How to increase your forearm and grip strength
This is a true story about my friend… not me. Let’s call him Varun. So once, Varun’s mum asked him to open a jam jar. Being a health freak, he gave her a long lecture on the unhealthiness of jam and all the processed sugar it contains. Seeing her bored face, Varun shut his mouth and went to open the jam jar.
But to his absolute shame, the lid did not budge. Can you imagine the look on his mother’s face? Her expression somewhere between self-satisfaction and disappointment. Even better (or worse) the look on his face of absolute humiliation. Varun is not just a health freak but a gym buff as well, spending hours lifting weights.
So what happened? Did he suddenly lose all his strength? Is he just weak? Like his mother, you too must be wondering the same thing. What’s the point of lifting weights if you can’t even open a damn jam jar?
This is what happens when you have a lot of power but haven’t learned how to put it to use. All your strength gets transmitted through your forearms and wrists. And when you fail to focus on these muscles, all the power of your body lays dormant because you don’t know how to channel your strength.
It’s like only learning how to make the plane run on the runway and being satisfied with it. But the plane can fly if you know how to make it fly. The body, like the plane, has a potential far beyond your imagination but it all lays useless because of your lack of knowledge. So the goal of this article to stop doing laps on the runway and learn how to fly.
The one criteria to choose effective forearm exercises
When it comes to lifting weights, your forearms and grip strength will play a pivotal role in deciding how much you can lift. The flexor and extensor muscles of the forearms are designed to work together.
When these muscles work together i.e. they get contracted together, that’s when you have the most powerful position to grip anything. So the exercises we choose to train our forearms and grip strength should be such that it will give equal contraction to the flexors and extensors.
Always remember the more muscles get involved, the heavier you are able to lift. So, we will choose the exercises that activate the most muscle fibers.
Don’t do Wrist Curls
The above criteria throws out the traditional exercises for forearms that you see a lot of people doing in the gym, hoping to build their forearms but end up with a sore wrist and nothing else.
We will cover, why wrist curls are damaging your wrist and not making your forearm grow, in a different post.
But for now, remember this –
Another thing to remember is that strength and size go hand in hand. That is to say, you do not have to train separately to increase your strength and to increase your muscle size. When the strength increases, size will increase along with it. So doing wrist curls, hoping to increase the size of your forearms, is both useless and unintelligent.
Choose exercises that allow you to generate maximum power in order to put a greater challenge on your forearms to make it grow both in strength and size.
4 exercises to increase the forearm and grip strength
1. Dumbbell/Barbell Static Hold
The ability to hold something. This is the main work of your forearms and grip.

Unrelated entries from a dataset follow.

//! The injected refinement strategy.

use async_trait::async_trait;
use serde::{Deserialize, Serialize};

use crate::error::Result;
use crate::parser::TestFailure;

use super::task::CodeChange;

/// Everything a refiner gets to see about the current attempt.
#[derive(Debug, Clone, PartialEq, Serialize, Deserialize)]
pub struct RefinementRequest {
    pub objective: String,
    /// Iteration just validated (0 before the first one).
    pub iteration: u32,
    /// Changes applied in that iteration.
    pub previous_changes: Vec<CodeChange>,
    pub test_failures: Vec<TestFailure>,
    /// Type-check diagnostics, one per line.
    pub type_errors: Vec<String>,
    pub context: Option<String>,
    pub target_files: Vec<String>,
}

/// A refiner's answer.
#[derive(Debug, Clone, PartialEq, Serialize, Deserialize)]
pub struct Refinement {
    pub changes: Vec<CodeChange>,
    #[serde(default)]
    pub reasoning: String,
    /// Self-reported confidence in 0..=1.
    pub confidence: f64,
    #[serde(default)]
    pub abort: bool,
    #[serde(default)]
    pub abort_reason: Option<String>,
}

impl Refinement {
    /// A refinement proposing `changes` with the given confidence.
    pub fn new(changes: Vec<CodeChange>, confidence: f64) -> Self {
        Self {
            changes,
            reasoning: String::new(),
            confidence,
            abort: false,
            abort_reason: None,
        }
    }

    /// A refinement that stops the task.
    pub fn abort(reason: impl Into<String>) -> Self {
        Self {
            changes: Vec::new(),
            reasoning: String::new(),
            confidence: 0.0,
            abort: true,
            abort_reason: Some(reason.into()),
        }
    }

    /// Sets the reasoning.
    pub fn with_reasoning(mut self, reasoning: impl Into<String>) -> Self {
        self.reasoning = reasoning.into();
        self
    }
}

/// Produces code changes from the failures of the previous attempt.
///
/// The loop treats implementations as opaque strategies.
#[async_trait]
pub trait Refiner: Send + Sync {
    async fn refine(&self, request: RefinementRequest) -> Result<Refinement>;
}
//! Sandbox module for the persistent isolated environment.
//!
//! This module provides the [`Sandbox`] trait consumed by the reflection loop
//! and the handoff, and the container-backed [`SandboxManager`] implementing it.

mod manager;
mod provider;
mod session;
mod state;

pub use manager::{ExecOptions, SandboxManager};
pub use provider::{ChangeKind, ChangedPath, Sandbox};
pub use session::{
    ModificationPreview, ReflectionSession, SessionCompletion, SessionRegistry, SessionStatus,
};
pub use state::{DevServerStatus, SandboxState, SandboxStatus, StateStore};
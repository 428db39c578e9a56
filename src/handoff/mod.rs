//! Handoff: review gate, promotion and rollback of validated sandbox commits.
//!
//! A successful [`ReflectionResult`](crate::reflection::ReflectionResult) is
//! packaged into a [`HandoffArtifact`], reviewed, then applied to the
//! production workspace through a [`FileMutator`] with per-file backups.

mod artifact;
mod mutator;
mod protocol;
mod store;

pub use artifact::{
    ArtifactMetadata, ArtifactStatus, FileChange, HandoffArtifact, HandoffResult, ReviewResult,
    RollbackResult,
};
pub use mutator::{BackupRef, FileMutator, WorkspaceMutator};
pub use protocol::HandoffProtocol;
pub use store::ArtifactStore;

In order to challenge this function of your forearm, take a heavy dumbbell or load up the plates on the barbell and squeeze the handle of the dumbbell or the barbell as tightly as possible. When you hold the dumbbell your intention should be to crush the handle.
All your fingers should be tightly wrapped around the handle, especially your pinky finger, because that is the first to give away when the weight gets heavier to hold. Your thumb will be on top of your fingers.
Hold it till you have the grip that you started with. When the grip starts getting loose, the set is done.
Remember, we are training to grip it not just let it hang in the hand. The goal is not to make just a tight grip but a crushing grip.
2. Dead Hang
Another simple but effective movement.
Hold the handle of the chin-up bar as tightly as you can with your feet in the air. Maintain the tension on your shoulder joints. Fight the urge to let your shoulders slack.
You should be hanging like there is no way you are ever going to let go of the handle. Try to imagine yourself hanging off the edge of a cliff and letting go means going straight to heaven or hell (you know yourself well). The intention here is to keep the grip tight and body tensed for as long as possible.
Try finding a broad handle. The thicker the handle the more load and stress it will be on the forearms to hang on to it.
3. Farmer’s Walk
Here you will hold the dumbbells in your hands as tightly as you can.
Now you will start walking with the dumbbells. This will not be a normal walk. You will keep your whole body tight. Your shoulders should not be slacking and spine should be in a neutral position.
The upper body should remain stable and your hands should not move when you are walking. This will be doubly challenging to your forearms and grip strength. When you hold the dumbbell and start walking, the load of the dumbbell will start exerting more pressure on your hands. And your forearms will have to work harder to hold it.
Your movement should look like your whole upper body is still and the movement is happening only in your legs.
Grab two plates of the same weight and hold them together between your fingers and thumb. Your elbow should be straight. Squeeze the plates as hard as possible.
Hold for as long as you can then repeat the movement with the other arm.
You can include these exercises as finisher movements at the end of your weight training session. If your grip and forearms are particularly weak, then you can train it every alternate day. This will help you gain the strength and increase the size of these muscles.
In case you are still wondering if Varun was able to open the jar. He did, but that day he swore not to skip on training his forearms and has never faced an embarrassing situation like that ever again.